### Given records

==============================

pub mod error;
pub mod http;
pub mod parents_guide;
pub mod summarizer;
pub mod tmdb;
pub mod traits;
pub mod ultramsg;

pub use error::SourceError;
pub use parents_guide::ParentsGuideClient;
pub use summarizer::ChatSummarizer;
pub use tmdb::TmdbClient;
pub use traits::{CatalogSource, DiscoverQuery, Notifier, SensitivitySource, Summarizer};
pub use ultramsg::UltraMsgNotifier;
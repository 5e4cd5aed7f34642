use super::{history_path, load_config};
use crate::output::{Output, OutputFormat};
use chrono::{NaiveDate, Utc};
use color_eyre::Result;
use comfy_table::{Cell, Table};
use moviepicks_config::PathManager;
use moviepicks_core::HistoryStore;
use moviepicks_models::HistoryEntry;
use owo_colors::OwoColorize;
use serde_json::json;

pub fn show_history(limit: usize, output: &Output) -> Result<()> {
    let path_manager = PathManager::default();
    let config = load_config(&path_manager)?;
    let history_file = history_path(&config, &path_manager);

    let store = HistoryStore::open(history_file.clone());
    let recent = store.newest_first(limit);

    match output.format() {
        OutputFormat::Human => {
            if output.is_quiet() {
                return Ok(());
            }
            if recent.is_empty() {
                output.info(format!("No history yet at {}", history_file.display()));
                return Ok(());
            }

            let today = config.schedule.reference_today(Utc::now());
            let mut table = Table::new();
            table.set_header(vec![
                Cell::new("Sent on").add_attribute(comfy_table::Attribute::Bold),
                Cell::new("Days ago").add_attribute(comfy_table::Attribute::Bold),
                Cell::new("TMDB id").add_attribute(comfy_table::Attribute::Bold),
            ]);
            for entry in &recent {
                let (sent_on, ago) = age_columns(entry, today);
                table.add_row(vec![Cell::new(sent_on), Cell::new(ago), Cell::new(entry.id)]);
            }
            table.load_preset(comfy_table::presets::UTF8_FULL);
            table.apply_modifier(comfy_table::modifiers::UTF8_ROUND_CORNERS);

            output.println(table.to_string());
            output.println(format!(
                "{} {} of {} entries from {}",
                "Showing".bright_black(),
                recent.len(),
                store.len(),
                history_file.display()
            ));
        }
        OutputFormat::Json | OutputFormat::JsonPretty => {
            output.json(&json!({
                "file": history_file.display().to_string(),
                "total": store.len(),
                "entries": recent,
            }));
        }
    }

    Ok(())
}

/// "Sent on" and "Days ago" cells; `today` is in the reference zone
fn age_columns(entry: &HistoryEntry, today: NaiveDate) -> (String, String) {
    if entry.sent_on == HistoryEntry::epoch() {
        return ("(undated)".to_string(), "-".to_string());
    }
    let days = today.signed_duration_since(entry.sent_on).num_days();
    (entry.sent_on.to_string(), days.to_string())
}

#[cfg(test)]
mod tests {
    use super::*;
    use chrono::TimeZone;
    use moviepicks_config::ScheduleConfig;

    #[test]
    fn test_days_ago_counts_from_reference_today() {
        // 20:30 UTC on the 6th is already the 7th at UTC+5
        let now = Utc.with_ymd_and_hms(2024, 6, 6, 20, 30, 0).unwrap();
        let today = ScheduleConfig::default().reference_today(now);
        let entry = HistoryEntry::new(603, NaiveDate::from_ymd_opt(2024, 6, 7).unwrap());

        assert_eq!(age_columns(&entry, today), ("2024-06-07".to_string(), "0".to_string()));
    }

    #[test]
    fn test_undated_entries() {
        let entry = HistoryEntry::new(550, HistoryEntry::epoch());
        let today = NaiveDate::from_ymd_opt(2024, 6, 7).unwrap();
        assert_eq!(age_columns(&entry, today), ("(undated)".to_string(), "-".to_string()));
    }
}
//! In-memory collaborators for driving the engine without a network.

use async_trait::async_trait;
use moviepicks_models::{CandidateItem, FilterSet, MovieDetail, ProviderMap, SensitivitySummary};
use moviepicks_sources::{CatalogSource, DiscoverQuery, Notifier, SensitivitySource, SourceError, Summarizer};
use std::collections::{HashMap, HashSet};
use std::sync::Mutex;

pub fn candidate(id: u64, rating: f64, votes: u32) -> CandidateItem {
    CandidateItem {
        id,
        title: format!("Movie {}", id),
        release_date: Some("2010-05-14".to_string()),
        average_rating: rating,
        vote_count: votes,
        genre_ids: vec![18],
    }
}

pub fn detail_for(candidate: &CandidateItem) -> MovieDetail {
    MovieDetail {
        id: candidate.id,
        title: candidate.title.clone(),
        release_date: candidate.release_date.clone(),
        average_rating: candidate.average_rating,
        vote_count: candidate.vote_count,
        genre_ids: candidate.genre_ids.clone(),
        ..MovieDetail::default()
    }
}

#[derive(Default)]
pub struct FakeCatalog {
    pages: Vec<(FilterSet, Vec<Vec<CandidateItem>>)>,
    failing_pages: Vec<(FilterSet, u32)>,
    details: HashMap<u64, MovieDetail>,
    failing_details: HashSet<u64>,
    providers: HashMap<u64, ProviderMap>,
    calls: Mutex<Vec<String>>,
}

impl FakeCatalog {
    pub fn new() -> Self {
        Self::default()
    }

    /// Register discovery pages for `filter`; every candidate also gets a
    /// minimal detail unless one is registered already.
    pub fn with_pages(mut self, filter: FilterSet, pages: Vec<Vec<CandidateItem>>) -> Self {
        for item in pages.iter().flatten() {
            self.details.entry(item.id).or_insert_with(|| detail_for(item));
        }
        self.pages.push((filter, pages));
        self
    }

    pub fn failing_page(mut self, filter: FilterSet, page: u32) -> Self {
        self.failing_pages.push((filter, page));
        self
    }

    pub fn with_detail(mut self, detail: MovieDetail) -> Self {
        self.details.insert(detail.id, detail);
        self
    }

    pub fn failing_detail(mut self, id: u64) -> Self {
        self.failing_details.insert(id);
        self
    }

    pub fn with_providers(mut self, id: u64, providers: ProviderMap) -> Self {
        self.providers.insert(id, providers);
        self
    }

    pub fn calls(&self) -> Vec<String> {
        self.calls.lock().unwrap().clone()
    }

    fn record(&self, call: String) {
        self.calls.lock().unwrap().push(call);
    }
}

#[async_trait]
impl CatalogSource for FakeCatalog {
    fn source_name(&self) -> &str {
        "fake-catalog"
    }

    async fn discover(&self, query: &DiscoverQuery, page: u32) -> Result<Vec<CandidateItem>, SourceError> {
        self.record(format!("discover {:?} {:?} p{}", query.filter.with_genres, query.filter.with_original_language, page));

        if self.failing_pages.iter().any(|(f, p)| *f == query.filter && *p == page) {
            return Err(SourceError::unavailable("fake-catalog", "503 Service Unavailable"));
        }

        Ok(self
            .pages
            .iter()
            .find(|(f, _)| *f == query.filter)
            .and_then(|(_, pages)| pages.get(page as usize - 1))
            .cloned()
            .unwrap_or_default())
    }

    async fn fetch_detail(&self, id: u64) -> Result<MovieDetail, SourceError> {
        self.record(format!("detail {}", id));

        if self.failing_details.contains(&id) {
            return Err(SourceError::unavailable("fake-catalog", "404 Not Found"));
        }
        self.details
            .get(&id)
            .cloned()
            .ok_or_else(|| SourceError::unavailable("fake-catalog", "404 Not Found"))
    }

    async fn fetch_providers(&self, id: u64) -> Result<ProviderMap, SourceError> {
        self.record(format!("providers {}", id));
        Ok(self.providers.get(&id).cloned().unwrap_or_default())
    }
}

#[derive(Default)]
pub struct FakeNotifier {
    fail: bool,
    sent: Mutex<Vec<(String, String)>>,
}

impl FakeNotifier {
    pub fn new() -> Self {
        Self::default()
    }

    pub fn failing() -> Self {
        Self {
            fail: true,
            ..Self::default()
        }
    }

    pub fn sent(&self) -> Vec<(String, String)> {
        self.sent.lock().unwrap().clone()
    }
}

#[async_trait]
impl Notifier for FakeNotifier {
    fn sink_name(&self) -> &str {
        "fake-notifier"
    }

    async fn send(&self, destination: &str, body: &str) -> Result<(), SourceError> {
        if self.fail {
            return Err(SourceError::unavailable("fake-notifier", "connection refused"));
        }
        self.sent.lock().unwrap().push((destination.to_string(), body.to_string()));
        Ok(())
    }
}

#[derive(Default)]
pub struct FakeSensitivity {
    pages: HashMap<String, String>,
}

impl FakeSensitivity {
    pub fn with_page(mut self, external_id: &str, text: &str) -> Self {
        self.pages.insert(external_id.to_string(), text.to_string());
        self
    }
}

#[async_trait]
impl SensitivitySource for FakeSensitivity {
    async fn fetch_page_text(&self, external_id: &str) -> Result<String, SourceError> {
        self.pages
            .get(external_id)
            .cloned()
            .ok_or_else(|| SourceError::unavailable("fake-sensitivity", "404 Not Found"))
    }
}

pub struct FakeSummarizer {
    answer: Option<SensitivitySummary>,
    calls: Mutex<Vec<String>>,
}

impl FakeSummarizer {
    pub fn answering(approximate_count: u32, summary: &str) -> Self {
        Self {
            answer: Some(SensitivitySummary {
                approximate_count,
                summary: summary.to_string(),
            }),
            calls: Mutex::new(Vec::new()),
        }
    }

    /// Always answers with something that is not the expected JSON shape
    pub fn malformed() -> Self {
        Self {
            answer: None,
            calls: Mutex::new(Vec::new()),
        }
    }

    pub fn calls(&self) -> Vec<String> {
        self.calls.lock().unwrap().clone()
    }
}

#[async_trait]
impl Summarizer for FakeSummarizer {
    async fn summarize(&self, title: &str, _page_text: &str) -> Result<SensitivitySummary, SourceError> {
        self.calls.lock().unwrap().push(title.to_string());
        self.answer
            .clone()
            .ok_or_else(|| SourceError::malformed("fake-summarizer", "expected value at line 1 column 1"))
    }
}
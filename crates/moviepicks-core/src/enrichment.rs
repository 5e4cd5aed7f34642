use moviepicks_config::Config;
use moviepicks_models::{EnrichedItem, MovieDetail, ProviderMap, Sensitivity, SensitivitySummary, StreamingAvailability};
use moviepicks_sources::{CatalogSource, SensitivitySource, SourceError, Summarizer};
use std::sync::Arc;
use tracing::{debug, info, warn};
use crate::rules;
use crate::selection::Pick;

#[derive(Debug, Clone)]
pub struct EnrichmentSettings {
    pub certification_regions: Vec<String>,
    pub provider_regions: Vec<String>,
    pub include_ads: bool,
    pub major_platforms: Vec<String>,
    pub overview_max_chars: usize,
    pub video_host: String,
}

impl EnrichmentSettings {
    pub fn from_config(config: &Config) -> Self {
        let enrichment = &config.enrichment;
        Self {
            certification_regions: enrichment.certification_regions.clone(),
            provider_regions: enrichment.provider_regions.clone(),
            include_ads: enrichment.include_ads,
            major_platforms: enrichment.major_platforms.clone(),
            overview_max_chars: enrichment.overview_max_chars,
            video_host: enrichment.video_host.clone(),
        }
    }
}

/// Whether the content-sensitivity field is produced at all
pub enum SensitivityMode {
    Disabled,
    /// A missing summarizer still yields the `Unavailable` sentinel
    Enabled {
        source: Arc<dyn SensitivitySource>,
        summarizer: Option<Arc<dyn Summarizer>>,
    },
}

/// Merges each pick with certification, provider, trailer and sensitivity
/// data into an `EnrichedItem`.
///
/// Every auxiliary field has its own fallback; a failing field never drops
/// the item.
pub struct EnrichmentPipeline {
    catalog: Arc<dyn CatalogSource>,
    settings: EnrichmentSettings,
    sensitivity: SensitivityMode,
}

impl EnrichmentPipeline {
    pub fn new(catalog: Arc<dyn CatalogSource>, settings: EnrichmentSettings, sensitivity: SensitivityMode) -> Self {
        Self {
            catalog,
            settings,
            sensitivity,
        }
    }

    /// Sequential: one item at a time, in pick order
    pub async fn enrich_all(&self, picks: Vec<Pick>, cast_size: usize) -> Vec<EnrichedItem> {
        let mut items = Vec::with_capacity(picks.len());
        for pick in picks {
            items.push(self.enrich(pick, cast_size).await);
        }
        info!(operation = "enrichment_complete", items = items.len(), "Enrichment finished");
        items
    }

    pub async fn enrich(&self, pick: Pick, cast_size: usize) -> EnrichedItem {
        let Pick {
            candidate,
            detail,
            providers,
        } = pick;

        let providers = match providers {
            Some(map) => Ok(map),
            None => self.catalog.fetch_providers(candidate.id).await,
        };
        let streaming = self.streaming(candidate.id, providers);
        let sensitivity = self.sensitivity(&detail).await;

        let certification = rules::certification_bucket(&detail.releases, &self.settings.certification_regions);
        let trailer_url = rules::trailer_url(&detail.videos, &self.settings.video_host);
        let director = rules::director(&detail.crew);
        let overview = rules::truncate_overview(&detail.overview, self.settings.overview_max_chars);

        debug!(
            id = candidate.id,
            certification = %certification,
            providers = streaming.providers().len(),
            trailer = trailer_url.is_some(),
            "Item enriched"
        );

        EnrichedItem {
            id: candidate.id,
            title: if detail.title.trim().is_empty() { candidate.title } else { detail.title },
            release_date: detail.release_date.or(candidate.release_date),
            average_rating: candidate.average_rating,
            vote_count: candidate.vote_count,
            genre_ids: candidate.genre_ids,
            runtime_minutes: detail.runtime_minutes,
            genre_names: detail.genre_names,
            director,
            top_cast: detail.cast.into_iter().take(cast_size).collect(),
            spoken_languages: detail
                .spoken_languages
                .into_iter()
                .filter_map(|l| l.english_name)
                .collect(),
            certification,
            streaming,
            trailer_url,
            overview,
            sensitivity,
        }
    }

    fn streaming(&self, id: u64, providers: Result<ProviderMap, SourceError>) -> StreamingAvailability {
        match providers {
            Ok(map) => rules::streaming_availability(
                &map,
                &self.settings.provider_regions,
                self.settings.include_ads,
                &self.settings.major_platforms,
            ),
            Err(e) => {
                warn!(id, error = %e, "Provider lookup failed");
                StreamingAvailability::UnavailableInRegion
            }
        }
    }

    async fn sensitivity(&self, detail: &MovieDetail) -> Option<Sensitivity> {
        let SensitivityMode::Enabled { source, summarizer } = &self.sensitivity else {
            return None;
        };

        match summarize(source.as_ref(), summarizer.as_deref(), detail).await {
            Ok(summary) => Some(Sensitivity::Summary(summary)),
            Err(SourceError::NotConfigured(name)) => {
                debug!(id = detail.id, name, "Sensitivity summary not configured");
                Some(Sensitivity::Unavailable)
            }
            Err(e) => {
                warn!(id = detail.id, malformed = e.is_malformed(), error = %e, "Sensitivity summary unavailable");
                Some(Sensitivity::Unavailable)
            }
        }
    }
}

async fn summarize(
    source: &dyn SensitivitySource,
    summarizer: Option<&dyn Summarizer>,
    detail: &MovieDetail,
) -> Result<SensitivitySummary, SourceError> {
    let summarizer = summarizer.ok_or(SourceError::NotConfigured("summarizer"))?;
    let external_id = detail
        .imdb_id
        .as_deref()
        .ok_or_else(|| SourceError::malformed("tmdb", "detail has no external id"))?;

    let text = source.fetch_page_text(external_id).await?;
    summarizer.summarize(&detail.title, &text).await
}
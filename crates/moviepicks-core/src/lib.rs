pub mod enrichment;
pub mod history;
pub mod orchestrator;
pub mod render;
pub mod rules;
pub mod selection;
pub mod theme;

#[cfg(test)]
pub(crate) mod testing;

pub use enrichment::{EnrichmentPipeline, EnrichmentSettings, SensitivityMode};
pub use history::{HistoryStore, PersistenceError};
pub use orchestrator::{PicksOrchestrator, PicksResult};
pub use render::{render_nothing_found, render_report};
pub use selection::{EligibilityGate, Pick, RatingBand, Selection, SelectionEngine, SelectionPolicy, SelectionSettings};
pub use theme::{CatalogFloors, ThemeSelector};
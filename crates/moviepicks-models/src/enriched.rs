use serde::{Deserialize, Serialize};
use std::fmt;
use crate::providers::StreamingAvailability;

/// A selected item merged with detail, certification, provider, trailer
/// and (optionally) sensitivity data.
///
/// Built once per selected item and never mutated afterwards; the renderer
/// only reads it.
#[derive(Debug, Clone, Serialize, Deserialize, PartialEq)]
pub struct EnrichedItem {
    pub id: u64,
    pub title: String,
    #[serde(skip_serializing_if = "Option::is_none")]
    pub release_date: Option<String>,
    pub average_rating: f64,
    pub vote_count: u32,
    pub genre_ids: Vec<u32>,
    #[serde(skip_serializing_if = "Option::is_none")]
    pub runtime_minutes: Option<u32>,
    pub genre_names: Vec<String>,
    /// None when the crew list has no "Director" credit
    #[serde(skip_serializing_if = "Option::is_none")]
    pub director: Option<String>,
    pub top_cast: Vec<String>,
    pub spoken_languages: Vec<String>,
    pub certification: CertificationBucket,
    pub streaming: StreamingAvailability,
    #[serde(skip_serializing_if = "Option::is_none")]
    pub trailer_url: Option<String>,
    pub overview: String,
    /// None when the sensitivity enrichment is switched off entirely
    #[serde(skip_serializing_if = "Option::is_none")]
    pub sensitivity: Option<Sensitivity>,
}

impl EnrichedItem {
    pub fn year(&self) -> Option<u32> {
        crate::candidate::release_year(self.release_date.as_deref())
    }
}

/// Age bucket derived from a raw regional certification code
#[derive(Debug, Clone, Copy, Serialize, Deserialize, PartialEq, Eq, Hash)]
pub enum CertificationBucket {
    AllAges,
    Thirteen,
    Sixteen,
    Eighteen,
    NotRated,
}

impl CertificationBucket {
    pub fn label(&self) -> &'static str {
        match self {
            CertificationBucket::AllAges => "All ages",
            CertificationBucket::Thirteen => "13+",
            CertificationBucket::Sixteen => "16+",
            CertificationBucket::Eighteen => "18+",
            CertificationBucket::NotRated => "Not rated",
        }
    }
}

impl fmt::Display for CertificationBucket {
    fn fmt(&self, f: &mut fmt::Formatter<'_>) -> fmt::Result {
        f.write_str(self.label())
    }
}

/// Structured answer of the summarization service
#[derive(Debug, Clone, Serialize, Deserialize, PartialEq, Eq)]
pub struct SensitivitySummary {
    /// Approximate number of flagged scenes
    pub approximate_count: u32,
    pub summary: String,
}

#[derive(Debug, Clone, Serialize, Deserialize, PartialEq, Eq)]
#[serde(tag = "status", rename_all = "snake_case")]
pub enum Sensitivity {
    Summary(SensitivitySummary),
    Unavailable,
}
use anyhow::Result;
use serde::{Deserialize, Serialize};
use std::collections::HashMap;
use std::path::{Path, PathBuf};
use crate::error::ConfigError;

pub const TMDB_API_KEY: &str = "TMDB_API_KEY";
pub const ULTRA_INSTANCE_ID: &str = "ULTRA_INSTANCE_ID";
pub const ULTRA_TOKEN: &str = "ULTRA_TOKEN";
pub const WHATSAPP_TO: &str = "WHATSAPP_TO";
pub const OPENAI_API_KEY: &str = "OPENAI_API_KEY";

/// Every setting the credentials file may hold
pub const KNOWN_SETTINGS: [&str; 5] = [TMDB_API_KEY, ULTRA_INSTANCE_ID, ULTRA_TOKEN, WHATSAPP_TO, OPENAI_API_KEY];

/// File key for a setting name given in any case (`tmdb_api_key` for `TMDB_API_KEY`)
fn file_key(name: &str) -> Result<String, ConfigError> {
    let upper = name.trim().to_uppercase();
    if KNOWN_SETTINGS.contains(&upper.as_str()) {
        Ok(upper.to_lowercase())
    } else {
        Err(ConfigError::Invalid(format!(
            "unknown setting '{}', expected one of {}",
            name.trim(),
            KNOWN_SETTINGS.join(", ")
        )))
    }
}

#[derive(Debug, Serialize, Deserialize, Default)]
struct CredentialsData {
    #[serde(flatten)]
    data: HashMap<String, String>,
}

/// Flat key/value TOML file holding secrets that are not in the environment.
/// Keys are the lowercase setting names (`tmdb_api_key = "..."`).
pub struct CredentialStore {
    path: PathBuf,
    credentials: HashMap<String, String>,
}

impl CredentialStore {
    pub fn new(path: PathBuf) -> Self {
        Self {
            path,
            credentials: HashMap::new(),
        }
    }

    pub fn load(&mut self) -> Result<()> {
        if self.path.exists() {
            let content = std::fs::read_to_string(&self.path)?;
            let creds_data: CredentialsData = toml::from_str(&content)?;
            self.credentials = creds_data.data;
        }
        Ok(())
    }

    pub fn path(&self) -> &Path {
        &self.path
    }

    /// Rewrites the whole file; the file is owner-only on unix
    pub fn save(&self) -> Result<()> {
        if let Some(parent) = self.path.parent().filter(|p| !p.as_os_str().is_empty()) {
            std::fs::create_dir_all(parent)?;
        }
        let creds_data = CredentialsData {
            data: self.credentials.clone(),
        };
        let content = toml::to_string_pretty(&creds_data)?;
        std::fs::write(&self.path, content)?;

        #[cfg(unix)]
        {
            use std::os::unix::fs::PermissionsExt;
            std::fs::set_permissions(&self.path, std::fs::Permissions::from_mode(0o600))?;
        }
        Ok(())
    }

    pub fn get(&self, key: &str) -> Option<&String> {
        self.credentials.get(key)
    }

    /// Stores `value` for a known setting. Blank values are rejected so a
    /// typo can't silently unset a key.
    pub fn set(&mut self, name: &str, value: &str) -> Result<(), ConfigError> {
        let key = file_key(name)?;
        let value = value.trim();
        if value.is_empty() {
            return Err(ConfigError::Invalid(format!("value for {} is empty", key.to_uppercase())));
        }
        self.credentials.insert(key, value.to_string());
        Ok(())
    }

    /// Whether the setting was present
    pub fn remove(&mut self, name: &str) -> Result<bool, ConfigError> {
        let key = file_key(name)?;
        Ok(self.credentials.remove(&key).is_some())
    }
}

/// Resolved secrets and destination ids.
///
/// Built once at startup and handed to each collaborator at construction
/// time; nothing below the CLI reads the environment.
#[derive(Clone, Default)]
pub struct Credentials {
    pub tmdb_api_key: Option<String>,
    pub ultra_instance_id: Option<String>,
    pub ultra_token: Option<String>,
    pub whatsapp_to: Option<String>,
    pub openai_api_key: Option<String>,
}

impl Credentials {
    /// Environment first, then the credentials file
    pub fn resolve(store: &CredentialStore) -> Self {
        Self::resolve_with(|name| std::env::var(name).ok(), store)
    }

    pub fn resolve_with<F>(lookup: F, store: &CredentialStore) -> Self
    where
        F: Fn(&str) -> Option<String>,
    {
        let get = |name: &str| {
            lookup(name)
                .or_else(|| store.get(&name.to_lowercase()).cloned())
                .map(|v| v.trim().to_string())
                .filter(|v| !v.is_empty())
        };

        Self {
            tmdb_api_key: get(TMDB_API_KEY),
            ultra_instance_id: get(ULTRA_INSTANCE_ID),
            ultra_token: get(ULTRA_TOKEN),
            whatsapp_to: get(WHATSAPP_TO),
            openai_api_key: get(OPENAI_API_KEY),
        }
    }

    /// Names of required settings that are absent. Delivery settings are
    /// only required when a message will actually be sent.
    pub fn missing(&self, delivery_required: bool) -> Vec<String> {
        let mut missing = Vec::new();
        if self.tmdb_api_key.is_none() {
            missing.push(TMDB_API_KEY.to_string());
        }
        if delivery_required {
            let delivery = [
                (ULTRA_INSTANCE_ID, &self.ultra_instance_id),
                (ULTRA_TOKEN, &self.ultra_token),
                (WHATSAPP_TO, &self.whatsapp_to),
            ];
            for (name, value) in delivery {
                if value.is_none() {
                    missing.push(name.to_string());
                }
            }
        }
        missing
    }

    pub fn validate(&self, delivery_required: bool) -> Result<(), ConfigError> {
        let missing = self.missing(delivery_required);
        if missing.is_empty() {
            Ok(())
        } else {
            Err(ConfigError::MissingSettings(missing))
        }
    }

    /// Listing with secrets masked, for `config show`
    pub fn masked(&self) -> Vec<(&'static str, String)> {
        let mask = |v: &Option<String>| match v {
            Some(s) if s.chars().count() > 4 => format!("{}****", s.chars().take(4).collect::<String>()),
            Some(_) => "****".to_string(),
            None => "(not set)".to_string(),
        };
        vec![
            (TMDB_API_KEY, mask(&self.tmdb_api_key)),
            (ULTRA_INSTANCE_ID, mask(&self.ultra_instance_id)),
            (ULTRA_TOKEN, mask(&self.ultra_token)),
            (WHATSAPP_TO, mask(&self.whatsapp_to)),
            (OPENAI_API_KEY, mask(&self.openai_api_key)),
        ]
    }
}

==============================

### Problem details
If a line above includes the string "selected", pick it out.

### Response to the exercise
/// A selected item merged with detail, certification, provider, trailer
/// Built once per selected item and never mutated afterwards; the renderer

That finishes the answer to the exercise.